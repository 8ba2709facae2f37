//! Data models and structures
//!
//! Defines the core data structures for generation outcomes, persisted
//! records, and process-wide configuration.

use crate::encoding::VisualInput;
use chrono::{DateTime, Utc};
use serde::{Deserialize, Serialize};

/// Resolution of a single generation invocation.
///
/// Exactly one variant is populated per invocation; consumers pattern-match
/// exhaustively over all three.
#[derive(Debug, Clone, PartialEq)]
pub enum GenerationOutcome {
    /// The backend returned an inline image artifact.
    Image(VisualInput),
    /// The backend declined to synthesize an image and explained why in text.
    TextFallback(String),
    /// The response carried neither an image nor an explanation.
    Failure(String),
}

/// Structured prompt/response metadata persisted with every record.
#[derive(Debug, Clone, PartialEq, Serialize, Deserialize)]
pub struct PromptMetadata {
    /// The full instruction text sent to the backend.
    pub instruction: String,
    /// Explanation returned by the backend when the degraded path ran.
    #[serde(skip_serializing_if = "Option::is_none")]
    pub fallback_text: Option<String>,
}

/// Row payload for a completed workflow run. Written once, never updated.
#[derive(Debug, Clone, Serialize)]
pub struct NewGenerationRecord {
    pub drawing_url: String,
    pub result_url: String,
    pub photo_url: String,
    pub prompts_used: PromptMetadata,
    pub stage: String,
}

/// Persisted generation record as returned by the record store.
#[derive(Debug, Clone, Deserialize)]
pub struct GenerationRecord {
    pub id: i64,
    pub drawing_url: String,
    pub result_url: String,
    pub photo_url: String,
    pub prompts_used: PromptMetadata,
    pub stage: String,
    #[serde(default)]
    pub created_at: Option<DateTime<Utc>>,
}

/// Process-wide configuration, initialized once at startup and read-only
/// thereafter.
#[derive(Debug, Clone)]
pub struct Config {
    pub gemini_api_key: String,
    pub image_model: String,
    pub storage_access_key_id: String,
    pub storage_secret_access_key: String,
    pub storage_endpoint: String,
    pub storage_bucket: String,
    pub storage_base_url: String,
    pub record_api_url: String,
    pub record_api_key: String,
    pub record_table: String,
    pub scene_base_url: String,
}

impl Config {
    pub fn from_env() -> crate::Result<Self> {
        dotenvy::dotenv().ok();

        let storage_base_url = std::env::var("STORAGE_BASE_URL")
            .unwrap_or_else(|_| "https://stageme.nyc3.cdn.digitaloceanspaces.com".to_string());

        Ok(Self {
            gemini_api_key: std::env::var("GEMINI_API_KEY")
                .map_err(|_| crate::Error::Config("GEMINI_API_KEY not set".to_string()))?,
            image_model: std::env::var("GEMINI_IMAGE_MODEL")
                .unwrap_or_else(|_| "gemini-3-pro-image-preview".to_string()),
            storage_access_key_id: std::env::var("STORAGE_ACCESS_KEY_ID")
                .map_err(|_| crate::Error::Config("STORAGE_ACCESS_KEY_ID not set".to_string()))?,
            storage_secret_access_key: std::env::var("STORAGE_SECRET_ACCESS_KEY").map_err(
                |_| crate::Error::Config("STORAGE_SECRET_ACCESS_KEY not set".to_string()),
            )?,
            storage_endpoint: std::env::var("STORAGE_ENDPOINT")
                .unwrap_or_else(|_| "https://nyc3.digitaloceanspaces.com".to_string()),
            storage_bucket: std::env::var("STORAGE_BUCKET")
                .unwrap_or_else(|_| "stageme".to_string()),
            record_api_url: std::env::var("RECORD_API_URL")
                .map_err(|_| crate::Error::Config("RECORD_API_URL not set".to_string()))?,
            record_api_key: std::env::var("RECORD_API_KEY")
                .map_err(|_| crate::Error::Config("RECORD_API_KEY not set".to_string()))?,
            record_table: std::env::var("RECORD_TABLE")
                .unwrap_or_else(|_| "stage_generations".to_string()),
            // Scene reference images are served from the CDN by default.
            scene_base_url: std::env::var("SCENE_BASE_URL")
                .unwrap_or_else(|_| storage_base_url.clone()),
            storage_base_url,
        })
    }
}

▶ TASK DESCRIPTION
Reply with only the number of lines in the material above where the string "once" appears.

▶ YOUR SOLUTION
2